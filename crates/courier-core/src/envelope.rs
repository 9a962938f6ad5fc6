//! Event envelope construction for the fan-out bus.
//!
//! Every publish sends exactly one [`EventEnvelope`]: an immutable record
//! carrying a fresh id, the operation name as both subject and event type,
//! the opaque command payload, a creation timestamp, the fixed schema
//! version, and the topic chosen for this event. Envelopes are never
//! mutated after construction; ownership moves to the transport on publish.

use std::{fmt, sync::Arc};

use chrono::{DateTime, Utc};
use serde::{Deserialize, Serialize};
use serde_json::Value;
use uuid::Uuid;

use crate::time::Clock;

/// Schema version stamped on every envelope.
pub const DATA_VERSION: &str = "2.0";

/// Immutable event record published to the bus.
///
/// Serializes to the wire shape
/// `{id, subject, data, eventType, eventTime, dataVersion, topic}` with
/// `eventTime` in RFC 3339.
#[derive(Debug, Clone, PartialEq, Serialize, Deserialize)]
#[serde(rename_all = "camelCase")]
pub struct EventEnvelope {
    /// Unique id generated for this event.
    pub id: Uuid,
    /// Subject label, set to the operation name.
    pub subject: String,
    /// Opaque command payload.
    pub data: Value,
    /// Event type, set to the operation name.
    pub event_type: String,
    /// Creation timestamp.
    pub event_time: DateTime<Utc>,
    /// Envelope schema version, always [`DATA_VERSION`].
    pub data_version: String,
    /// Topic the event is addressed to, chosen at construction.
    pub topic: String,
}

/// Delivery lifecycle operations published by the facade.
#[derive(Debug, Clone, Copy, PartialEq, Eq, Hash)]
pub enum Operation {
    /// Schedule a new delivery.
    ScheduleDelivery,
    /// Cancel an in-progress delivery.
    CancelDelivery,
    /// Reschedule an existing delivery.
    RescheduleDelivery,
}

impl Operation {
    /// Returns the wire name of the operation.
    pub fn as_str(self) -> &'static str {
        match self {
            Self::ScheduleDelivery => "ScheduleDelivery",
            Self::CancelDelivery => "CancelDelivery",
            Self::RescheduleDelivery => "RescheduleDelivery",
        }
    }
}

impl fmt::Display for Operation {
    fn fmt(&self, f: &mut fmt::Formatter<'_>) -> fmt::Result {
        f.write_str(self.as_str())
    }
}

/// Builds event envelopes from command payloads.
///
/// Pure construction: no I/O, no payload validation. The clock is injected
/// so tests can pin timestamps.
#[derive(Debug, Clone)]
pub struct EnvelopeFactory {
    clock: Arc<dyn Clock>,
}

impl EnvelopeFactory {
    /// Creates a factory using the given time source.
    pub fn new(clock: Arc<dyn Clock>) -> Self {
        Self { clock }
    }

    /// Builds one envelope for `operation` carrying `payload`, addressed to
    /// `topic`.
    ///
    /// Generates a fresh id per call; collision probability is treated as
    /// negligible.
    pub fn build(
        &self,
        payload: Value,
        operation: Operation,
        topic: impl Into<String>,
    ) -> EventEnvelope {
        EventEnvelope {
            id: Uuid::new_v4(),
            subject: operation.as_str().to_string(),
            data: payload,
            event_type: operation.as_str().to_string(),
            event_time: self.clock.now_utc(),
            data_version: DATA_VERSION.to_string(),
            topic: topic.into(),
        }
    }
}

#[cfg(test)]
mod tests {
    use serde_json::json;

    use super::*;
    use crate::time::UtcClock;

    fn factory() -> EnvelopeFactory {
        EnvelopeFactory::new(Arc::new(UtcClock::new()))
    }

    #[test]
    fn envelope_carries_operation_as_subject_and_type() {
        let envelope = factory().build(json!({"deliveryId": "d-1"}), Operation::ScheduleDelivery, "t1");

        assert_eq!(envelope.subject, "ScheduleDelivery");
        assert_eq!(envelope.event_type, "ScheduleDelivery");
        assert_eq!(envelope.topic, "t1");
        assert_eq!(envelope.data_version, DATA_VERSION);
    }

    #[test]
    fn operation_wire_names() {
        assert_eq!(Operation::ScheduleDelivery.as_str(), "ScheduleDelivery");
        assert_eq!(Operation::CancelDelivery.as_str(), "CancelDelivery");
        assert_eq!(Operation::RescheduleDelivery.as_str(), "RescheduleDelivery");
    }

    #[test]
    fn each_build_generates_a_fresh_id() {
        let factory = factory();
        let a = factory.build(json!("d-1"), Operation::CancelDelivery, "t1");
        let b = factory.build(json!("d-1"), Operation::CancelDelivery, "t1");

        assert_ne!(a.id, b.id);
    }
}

...

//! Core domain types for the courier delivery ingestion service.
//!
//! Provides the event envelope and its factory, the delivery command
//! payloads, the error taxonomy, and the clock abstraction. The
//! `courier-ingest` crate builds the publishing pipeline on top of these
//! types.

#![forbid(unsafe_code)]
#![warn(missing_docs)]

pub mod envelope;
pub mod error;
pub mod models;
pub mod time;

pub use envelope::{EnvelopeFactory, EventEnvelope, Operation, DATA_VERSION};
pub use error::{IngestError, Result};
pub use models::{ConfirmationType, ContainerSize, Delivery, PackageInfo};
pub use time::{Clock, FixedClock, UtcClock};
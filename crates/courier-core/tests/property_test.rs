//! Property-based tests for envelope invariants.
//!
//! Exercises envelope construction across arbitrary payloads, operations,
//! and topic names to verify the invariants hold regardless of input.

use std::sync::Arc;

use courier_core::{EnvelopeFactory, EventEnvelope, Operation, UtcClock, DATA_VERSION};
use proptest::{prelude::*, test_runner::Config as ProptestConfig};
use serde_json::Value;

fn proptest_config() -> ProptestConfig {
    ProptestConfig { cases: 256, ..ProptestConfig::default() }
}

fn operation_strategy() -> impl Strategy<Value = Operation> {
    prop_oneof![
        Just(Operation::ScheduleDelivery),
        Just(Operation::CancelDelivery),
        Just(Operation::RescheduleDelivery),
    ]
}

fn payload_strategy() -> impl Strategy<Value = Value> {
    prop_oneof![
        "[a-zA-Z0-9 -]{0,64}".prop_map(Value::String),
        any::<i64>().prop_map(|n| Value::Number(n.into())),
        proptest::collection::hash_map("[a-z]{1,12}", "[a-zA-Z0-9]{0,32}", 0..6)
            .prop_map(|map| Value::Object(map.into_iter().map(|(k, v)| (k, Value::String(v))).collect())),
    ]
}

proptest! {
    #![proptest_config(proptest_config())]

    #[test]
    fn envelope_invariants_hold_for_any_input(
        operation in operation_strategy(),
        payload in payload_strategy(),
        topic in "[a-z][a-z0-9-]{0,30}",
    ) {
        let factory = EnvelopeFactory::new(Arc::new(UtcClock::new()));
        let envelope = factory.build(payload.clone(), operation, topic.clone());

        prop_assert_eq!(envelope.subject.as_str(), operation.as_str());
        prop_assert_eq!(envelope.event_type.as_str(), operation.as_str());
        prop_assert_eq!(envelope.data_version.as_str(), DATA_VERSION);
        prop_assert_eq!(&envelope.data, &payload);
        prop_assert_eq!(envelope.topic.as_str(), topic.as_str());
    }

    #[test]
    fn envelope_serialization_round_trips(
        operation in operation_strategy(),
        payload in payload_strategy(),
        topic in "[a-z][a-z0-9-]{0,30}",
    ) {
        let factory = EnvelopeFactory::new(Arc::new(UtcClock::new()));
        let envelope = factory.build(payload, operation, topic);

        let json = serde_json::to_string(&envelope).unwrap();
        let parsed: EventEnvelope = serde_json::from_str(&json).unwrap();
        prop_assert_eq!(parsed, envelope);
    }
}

**YOUR GOAL**
Produce a word-for-word copy of everything above from the line holding "filename crates/courier-core/src/envelope.rs" down to the line holding "in RFC 3339.", with both of those lines kept.

**TASK SOLUTION**
filename crates/courier-core/src/envelope.rs
repository 9a962938f6ad5fc6
//! Event envelope construction for the fan-out bus.
//!
//! Every publish sends exactly one [`EventEnvelope`]: an immutable record
//! carrying a fresh id, the operation name as both subject and event type,
//! the opaque command payload, a creation timestamp, the fixed schema
//! version, and the topic chosen for this event. Envelopes are never
//! mutated after construction; ownership moves to the transport on publish.

use std::{fmt, sync::Arc};

use chrono::{DateTime, Utc};
use serde::{Deserialize, Serialize};
use serde_json::Value;
use uuid::Uuid;

use crate::time::Clock;

/// Schema version stamped on every envelope.
pub const DATA_VERSION: &str = "2.0";

/// Immutable event record published to the bus.
///
/// Serializes to the wire shape
/// `{id, subject, data, eventType, eventTime, dataVersion, topic}` with
/// `eventTime` in RFC 3339.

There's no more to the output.